Win McNamee | Getty Images
President Donald Trump prepared Americans for a coming surge in coronavirus cases, calling COVID-19 a plague and saying the U.S. is facing a “very, very painful two weeks.”
“This could be a hell of a bad two weeks. This is going to be a very bad two, and maybe three weeks. This is going to be three weeks like we’ve never seen before,” Trump said at a White House press conference Tuesday. White House officials are projecting between 100,000 and 240,000 deaths in the U.S. with coronavirus fatalities peaking over the next two weeks. “When you look at night, the kind of death that has been caused by this invisible enemy, it’s incredible.”
The U.S. has more coronavirus cases than any other country in the world with 184,000 confirmed infections, according to data compiled by Johns Hopkins University. New York has now become the new epicenter of the outbreak in the world with 75,795 confirmed cases as of Tuesday morning, more reported infections than China’s Hubei province where the coronavirus emerged in December.
President Donald Trump looks on during the daily briefing on the novel coronavirus, COVID-19, in the Brady Briefing Room at the White House on March 31, 2020, in Washington, DC.
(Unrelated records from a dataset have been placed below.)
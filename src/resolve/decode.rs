//! Decoding fetched or cached bytes into something renderable.
//!
//! Static payloads become a single [`DynamicImage`]; animated payloads become
//! an [`AnimatedImage`] — the decoded frame sequence plus the raw bytes it
//! came from. The raw bytes are kept because the cache stores bytes, not
//! frames: re-persisting an already-decoded animation must not re-encode.

use super::format::{self, ImageClass};
use image::codecs::gif::GifDecoder;
use image::codecs::png::PngDecoder;
use image::codecs::webp::WebPDecoder;
use image::{AnimationDecoder, DynamicImage, Frame, GenericImageView};
use std::fmt;
use std::io::Cursor;
use thiserror::Error;

#[derive(Error, Debug, Clone)]
pub enum DecodeError {
    /// Bytes were retrieved but are not parseable as any supported format.
    #[error("could not decode image data: {0}")]
    Malformed(String),
    /// An animated container decoded to zero frames.
    #[error("animated image has no frames")]
    EmptyAnimation,
}

/// A decoded frame sequence (GIF, APNG, animated WebP).
///
/// Frames are fully decoded up front; playback timing comes from each frame's
/// [`image::Delay`]. The original encoded bytes remain available via
/// [`AnimatedImage::as_bytes`].
#[derive(Clone)]
pub struct AnimatedImage {
    bytes: Vec<u8>,
    frames: Vec<Frame>,
}

impl AnimatedImage {
    /// Decode an animated payload. The container is dispatched on its
    /// signature, mirroring [`format::classify`].
    pub fn from_bytes(bytes: Vec<u8>) -> Result<Self, DecodeError> {
        let frames = decode_frames(&bytes)?;
        if frames.is_empty() {
            return Err(DecodeError::EmptyAnimation);
        }
        Ok(Self { bytes, frames })
    }

    pub fn frame_count(&self) -> usize {
        self.frames.len()
    }

    pub fn frames(&self) -> &[Frame] {
        &self.frames
    }

    /// First frame as a still image — used for snapshots and as the poster
    /// frame before playback starts.
    pub fn first_frame(&self) -> DynamicImage {
        DynamicImage::ImageRgba8(self.frames[0].buffer().clone())
    }

    pub fn dimensions(&self) -> (u32, u32) {
        self.frames[0].buffer().dimensions()
    }

    /// The encoded bytes this animation was decoded from.
    pub fn as_bytes(&self) -> &[u8] {
        &self.bytes
    }
}

impl fmt::Debug for AnimatedImage {
    fn fmt(&self, f: &mut fmt::Formatter<'_>) -> fmt::Result {
        f.debug_struct("AnimatedImage")
            .field("bytes", &self.bytes.len())
            .field("frames", &self.frames.len())
            .finish()
    }
}

/// A renderable image: either a static bitmap or an animated frame sequence.
#[derive(Debug, Clone)]
pub enum RenderedImage {
    Static(DynamicImage),
    Animated(AnimatedImage),
}

impl RenderedImage {
    pub fn class(&self) -> ImageClass {
        match self {
            RenderedImage::Static(_) => ImageClass::Static,
            RenderedImage::Animated(_) => ImageClass::Animated,
        }
    }

    pub fn dimensions(&self) -> (u32, u32) {
        match self {
            RenderedImage::Static(image) => image.dimensions(),
            RenderedImage::Animated(animation) => animation.dimensions(),
        }
    }
}

/// Decode raw bytes according to their sniffed classification.
pub fn decode_bytes(bytes: &[u8]) -> Result<RenderedImage, DecodeError> {
    match format::classify(bytes) {
        ImageClass::Animated => {
            AnimatedImage::from_bytes(bytes.to_vec()).map(RenderedImage::Animated)
        }
        ImageClass::Static => image::load_from_memory(bytes)
            .map(RenderedImage::Static)
            .map_err(|e| DecodeError::Malformed(e.to_string())),
    }
}

fn decode_frames(bytes: &[u8]) -> Result<Vec<Frame>, DecodeError> {
    let malformed = |e: image::ImageError| DecodeError::Malformed(e.to_string());
    let cursor = Cursor::new(bytes);

    if bytes.starts_with(b"GIF") {
        let decoder = GifDecoder::new(cursor).map_err(malformed)?;
        return decoder.into_frames().collect_frames().map_err(malformed);
    }
    if bytes.starts_with(&[0x89, b'P', b'N', b'G']) {
        let decoder = PngDecoder::new(cursor)
            .and_then(PngDecoder::apng)
            .map_err(malformed)?;
        return decoder.into_frames().collect_frames().map_err(malformed);
    }
    if bytes.starts_with(b"RIFF") {
        let decoder = WebPDecoder::new(cursor).map_err(malformed)?;
        return decoder.into_frames().collect_frames().map_err(malformed);
    }
    Err(DecodeError::Malformed(
        "unrecognized animated container".to_string(),
    ))
}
Mandel Ngan | AFP | Getty Images
Earlier in the day, New York Gov. Andrew Cuomo said the outbreak in the state may not peak for three weeks.
“I’m tired of being behind this virus. We’ve been behind this virus from day one,” the governor said in Albany. “We underestimated this virus. It’s more powerful, it’s more dangerous than we expected.”
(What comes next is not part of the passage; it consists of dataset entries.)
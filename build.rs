fn main() {
    // Re-run if git HEAD changes (new commits, checkouts, etc.)
    println!("cargo:rerun-if-changed=.git/HEAD");
    println!("cargo:rerun-if-changed=.git/refs/");

    let hash = std::process::Command::new("git")
        .args(["rev-parse", "--short", "HEAD"])
        .output()
        .ok()
        .filter(|o| o.status.success())
        .map(|o| String::from_utf8_lossy(&o.stdout).trim().to_string())
        .unwrap_or_default();

    let on_tag = std::process::Command::new("git")
        .args(["describe", "--exact-match", "--tags", "HEAD"])
        .output()
        .ok()
        .is_some_and(|o| o.status.success());

    println!("cargo:rustc-env=GIT_HASH={hash}");
    println!("cargo:rustc-env=ON_RELEASE_TAG={on_tag}");
}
Trump, who grew up near New York City’s Elmhurst hospital in Queens, said no one can believe that they are setting up refrigerator trucks as temporary mortuaries outside the hospital.
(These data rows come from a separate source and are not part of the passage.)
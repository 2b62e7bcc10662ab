//! End-to-end resolution through the public API: a real on-disk cache, a
//! scripted fetcher behind the network seam, and the per-photo view on top.

use image::codecs::gif::GifEncoder;
use image::{DynamicImage, Frame, ImageFormat, Rgba, RgbaImage};
use lightbox::photo::Photo;
use lightbox::resolve::{
    DiskCache, FetchError, FetchRequest, ImageCache, ImageClass, ImageFetcher, Resolver,
};
use lightbox::viewer::{LoadState, PhotoView};
use std::io::Cursor;
use std::sync::Arc;
use std::sync::atomic::{AtomicUsize, Ordering};
use std::time::{Duration, Instant};
use tempfile::TempDir;

const GIF_URL: &str = "https://photos.example/loop.gif";
const PNG_URL: &str = "https://photos.example/still.png";

/// Serves canned bytes and counts calls; unknown URLs fail as transport
/// errors, so a test that should never fetch fails loudly if it does.
struct ScriptedFetcher {
    responses: Vec<(String, Vec<u8>)>,
    calls: AtomicUsize,
}

impl ScriptedFetcher {
    fn new(responses: &[(&str, Vec<u8>)]) -> Self {
        Self {
            responses: responses
                .iter()
                .map(|(url, bytes)| (url.to_string(), bytes.clone()))
                .collect(),
            calls: AtomicUsize::new(0),
        }
    }

    fn offline() -> Self {
        Self::new(&[])
    }

    fn calls(&self) -> usize {
        self.calls.load(Ordering::SeqCst)
    }
}

impl ImageFetcher for ScriptedFetcher {
    fn fetch(&self, request: &FetchRequest<'_>) -> Result<Vec<u8>, FetchError> {
        self.calls.fetch_add(1, Ordering::SeqCst);
        self.responses
            .iter()
            .find(|(url, _)| url == request.url.as_str())
            .map(|(_, bytes)| bytes.clone())
            .ok_or_else(|| FetchError::Transport(format!("offline: {}", request.url)))
    }
}

fn gif_payload() -> Vec<u8> {
    let mut bytes = Vec::new();
    {
        let mut encoder = GifEncoder::new(&mut bytes);
        for color in [[255, 0, 0, 255], [0, 0, 255, 255]] {
            let frame = RgbaImage::from_pixel(2, 2, Rgba(color));
            encoder.encode_frame(Frame::new(frame)).unwrap();
        }
    }
    bytes
}

fn png_payload() -> Vec<u8> {
    let mut bytes = Vec::new();
    DynamicImage::new_rgb8(3, 3)
        .write_to(&mut Cursor::new(&mut bytes), ImageFormat::Png)
        .unwrap();
    bytes
}

fn settle(view: &mut PhotoView) -> LoadState {
    let deadline = Instant::now() + Duration::from_secs(5);
    while view.poll().is_loading() {
        assert!(Instant::now() < deadline, "load never settled");
        std::thread::sleep(Duration::from_millis(2));
    }
    view.state().clone()
}

#[test]
fn first_resolution_fetches_and_populates_the_disk_cache() {
    let tmp = TempDir::new().unwrap();
    let cache = Arc::new(DiskCache::open(tmp.path()));
    let fetcher = Arc::new(ScriptedFetcher::new(&[(GIF_URL, gif_payload())]));
    let resolver = Resolver::new(Arc::clone(&cache) as _, Arc::clone(&fetcher) as _);

    let photo = Photo::from_url(GIF_URL).unwrap();
    let rendered = resolver.resolve(&photo).unwrap();

    assert_eq!(rendered.class(), ImageClass::Animated);
    assert_eq!(rendered.dimensions(), (2, 2));
    assert_eq!(fetcher.calls(), 1);
    assert_eq!(cache.lookup(GIF_URL).unwrap(), Some(gif_payload()));
}

#[test]
fn cached_bytes_survive_a_restart_and_resolve_offline() {
    let tmp = TempDir::new().unwrap();

    // First run: online, populates the cache.
    {
        let cache = Arc::new(DiskCache::open(tmp.path()));
        let fetcher = Arc::new(ScriptedFetcher::new(&[(GIF_URL, gif_payload())]));
        let resolver = Resolver::new(cache as _, fetcher as _);
        resolver
            .resolve(&Photo::from_url(GIF_URL).unwrap())
            .unwrap();
    }

    // Second run: offline, same cache directory. Still resolves, and the
    // animated classification is reproduced from the raw cached bytes.
    let cache = Arc::new(DiskCache::open(tmp.path()));
    let fetcher = Arc::new(ScriptedFetcher::offline());
    let resolver = Resolver::new(cache as _, Arc::clone(&fetcher) as _);

    let rendered = resolver
        .resolve(&Photo::from_url(GIF_URL).unwrap())
        .unwrap();
    assert_eq!(rendered.class(), ImageClass::Animated);
    assert_eq!(fetcher.calls(), 0);
}

#[test]
fn distinct_urls_cache_independently() {
    let tmp = TempDir::new().unwrap();
    let cache = Arc::new(DiskCache::open(tmp.path()));
    let fetcher = Arc::new(ScriptedFetcher::new(&[
        (GIF_URL, gif_payload()),
        (PNG_URL, png_payload()),
    ]));
    let resolver = Resolver::new(Arc::clone(&cache) as _, Arc::clone(&fetcher) as _);

    let gif = resolver.resolve(&Photo::from_url(GIF_URL).unwrap()).unwrap();
    let png = resolver.resolve(&Photo::from_url(PNG_URL).unwrap()).unwrap();

    assert_eq!(gif.class(), ImageClass::Animated);
    assert_eq!(png.class(), ImageClass::Static);
    assert_eq!(png.dimensions(), (3, 3));
    assert_eq!(fetcher.calls(), 2);
    assert_eq!(cache.len(), 2);
}

#[test]
fn photo_view_loads_through_the_disk_cache() {
    let tmp = TempDir::new().unwrap();
    let cache = Arc::new(DiskCache::open(tmp.path()));
    let fetcher = Arc::new(ScriptedFetcher::new(&[(PNG_URL, png_payload())]));
    let resolver = Arc::new(Resolver::new(cache as _, Arc::clone(&fetcher) as _));

    let photo = Arc::new(Photo::from_url(PNG_URL).unwrap());
    let mut view = PhotoView::new(Arc::clone(&photo), Arc::clone(&resolver));
    view.present();
    match settle(&mut view) {
        LoadState::Ready(image) => assert_eq!(image.class(), ImageClass::Static),
        other => panic!("expected Ready, got {other:?}"),
    }

    // A second view of the same photo never reaches the fetcher.
    let mut second = PhotoView::new(photo, resolver);
    second.present();
    assert!(matches!(settle(&mut second), LoadState::Ready(_)));
    assert_eq!(fetcher.calls(), 1);
}

#[test]
fn offline_view_fails_then_recovers_on_retry() {
    // The fetcher comes back online between attempts; the cache directory
    // stays the same throughout.
    struct FlakyFetcher {
        inner: ScriptedFetcher,
        fail_first: AtomicUsize,
    }
    impl ImageFetcher for FlakyFetcher {
        fn fetch(&self, request: &FetchRequest<'_>) -> Result<Vec<u8>, FetchError> {
            if self.fail_first.fetch_update(Ordering::SeqCst, Ordering::SeqCst, |n| {
                n.checked_sub(1)
            }).is_ok()
            {
                return Err(FetchError::Status(503));
            }
            self.inner.fetch(request)
        }
    }

    let tmp = TempDir::new().unwrap();
    let cache = Arc::new(DiskCache::open(tmp.path()));
    let fetcher = Arc::new(FlakyFetcher {
        inner: ScriptedFetcher::new(&[(PNG_URL, png_payload())]),
        fail_first: AtomicUsize::new(1),
    });
    let resolver = Arc::new(Resolver::new(cache as _, fetcher as _));

    let photo = Arc::new(Photo::from_url(PNG_URL).unwrap());
    let mut view = PhotoView::new(photo, resolver);
    view.present();
    assert!(matches!(settle(&mut view), LoadState::Failed(_)));

    view.retry();
    assert!(matches!(settle(&mut view), LoadState::Ready(_)));
}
“When you look at night the kind of death that has been caused by this invisible enemy, it’s incredible,” Trump said. “You’re going to start seeing some light at the end of the tunnel, but this is going to be a very painful, very, very painful two weeks.”
Dr. Deborah Birx , coordinator for the White House coronavirus task force, and Dr. Anthony Fauci said they are still projecting between 100,000 and 200,000 deaths in the U.S. with a peak in fatalities over the next two weeks. A slide presented at the press conference showed as many as 240,000 deaths.
“As sobering a number as that is, we should be prepared for it,” said Fauci, who also sits on the task force. “It will be difficult, not one is denying that we are going through a really difficult time right now.”
Fauci and Birx both said they hope that efforts will result in fewer of those deaths if possible, especially in hotspots like New York and New Jersey. They are also trying to prevent new outbreaks from cropping up in other areas of the country.
“We have to brace ourselves. In the next several days to a week or so we are going to continue to see things go up,” said Fauci, who’s director of the National Institute of Allergy and Infectious Diseases. “We can not be discouraged by that because the mitigation is actually working and will work.”
There are very few fatalities among young people in the U.S., Birx said, citing similar results in Italy and elsewhere in the world. People with underlying conditions are also at greater risk of death, scientists say.
Earlier Tuesday, the Centers for Disease Control and Prevention released preliminary data showing that people with diabetes, chronic lung disease, heart disease or those who smoke may be at increased risk of developing severe complications, even death, if they get infected with the coronavirus.
The death projections “are very sobering, and when you see 100,000 people, and that’s a minimum,” Trump said. “A hundred thousand is, according to modeling, a very low number.” The death toll would be even higher without any mitigation measures with some estimates as high as 2.2 million fatalities, Trump said.
“This is not the flu,” Trump said. He said some executives with “great common sense” suggested that the U.S. “ride it out” and not do mitigation. “This is not to be ridden out.”